* What to produce: Where does the string "format" occur in the records below? Copy every line that holds it.

┌──

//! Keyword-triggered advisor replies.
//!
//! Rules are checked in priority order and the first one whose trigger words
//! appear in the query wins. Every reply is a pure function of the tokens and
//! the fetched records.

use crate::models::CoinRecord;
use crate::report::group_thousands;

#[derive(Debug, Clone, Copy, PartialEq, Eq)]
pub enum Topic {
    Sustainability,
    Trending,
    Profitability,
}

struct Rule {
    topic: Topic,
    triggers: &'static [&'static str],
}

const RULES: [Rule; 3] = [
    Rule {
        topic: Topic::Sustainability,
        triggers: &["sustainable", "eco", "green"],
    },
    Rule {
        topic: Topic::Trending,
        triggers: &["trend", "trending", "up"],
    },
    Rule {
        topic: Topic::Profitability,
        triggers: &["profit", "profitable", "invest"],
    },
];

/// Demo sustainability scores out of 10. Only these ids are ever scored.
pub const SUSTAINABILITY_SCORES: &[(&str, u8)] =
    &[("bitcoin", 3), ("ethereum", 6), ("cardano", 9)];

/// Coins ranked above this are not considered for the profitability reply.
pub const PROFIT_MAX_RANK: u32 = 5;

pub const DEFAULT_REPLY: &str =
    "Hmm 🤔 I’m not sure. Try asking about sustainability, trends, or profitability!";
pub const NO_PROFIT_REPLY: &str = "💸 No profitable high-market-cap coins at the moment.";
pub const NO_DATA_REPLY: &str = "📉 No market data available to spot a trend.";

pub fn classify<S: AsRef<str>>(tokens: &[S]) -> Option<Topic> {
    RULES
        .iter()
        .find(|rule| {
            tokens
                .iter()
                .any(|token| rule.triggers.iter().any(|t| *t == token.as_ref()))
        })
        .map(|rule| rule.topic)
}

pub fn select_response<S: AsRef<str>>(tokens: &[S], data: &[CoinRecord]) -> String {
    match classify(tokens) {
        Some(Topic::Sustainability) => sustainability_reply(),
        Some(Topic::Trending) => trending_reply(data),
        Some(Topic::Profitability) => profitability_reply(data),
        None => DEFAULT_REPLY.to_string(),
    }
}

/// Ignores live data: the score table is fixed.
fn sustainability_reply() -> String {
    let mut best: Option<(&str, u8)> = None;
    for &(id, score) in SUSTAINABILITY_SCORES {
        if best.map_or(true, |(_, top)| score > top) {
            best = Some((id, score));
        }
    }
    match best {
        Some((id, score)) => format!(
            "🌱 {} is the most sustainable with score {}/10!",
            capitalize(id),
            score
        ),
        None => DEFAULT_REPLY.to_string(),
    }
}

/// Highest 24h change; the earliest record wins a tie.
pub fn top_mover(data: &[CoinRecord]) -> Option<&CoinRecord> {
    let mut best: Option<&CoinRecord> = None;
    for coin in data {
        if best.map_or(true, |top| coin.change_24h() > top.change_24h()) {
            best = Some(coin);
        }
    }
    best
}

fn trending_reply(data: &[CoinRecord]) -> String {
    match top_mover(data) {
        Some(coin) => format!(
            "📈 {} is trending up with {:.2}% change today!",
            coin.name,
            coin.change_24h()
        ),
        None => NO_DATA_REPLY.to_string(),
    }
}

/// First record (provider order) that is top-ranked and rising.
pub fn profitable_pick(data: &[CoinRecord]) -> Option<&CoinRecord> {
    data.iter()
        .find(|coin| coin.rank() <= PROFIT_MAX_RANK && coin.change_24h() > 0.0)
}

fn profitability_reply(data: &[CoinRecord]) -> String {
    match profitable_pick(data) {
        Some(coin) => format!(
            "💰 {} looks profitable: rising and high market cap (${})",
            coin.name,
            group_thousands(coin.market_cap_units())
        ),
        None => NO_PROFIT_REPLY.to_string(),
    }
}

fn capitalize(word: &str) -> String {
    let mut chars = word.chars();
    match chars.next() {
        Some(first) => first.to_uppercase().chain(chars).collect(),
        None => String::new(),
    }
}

└──
┌──

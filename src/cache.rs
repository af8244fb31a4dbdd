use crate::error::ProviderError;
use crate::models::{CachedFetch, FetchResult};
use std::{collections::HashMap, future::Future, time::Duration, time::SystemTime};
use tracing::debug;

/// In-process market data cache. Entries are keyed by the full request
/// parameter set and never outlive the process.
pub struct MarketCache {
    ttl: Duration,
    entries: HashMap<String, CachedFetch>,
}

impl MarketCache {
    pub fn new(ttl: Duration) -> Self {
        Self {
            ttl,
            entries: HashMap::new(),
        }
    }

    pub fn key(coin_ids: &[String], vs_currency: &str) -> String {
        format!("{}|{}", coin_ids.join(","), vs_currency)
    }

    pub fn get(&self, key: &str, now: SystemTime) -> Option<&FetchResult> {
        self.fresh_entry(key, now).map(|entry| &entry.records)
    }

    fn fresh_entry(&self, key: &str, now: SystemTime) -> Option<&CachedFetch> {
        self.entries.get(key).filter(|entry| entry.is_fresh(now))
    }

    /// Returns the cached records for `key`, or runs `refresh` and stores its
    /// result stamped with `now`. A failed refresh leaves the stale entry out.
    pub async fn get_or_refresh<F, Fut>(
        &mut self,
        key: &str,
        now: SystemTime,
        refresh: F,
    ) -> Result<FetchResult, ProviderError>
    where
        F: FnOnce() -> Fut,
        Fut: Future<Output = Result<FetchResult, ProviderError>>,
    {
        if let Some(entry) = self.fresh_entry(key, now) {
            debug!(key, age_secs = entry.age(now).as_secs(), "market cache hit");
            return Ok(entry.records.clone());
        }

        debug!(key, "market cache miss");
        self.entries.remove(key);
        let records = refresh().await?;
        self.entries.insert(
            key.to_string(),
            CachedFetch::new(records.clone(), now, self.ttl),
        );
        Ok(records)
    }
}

└──

* Solution for this task:
        Some((id, score)) => format!(
        Some(coin) => format!(
        Some(coin) => format!(
        format!("{}|{}", coin_ids.join(","), vs_currency)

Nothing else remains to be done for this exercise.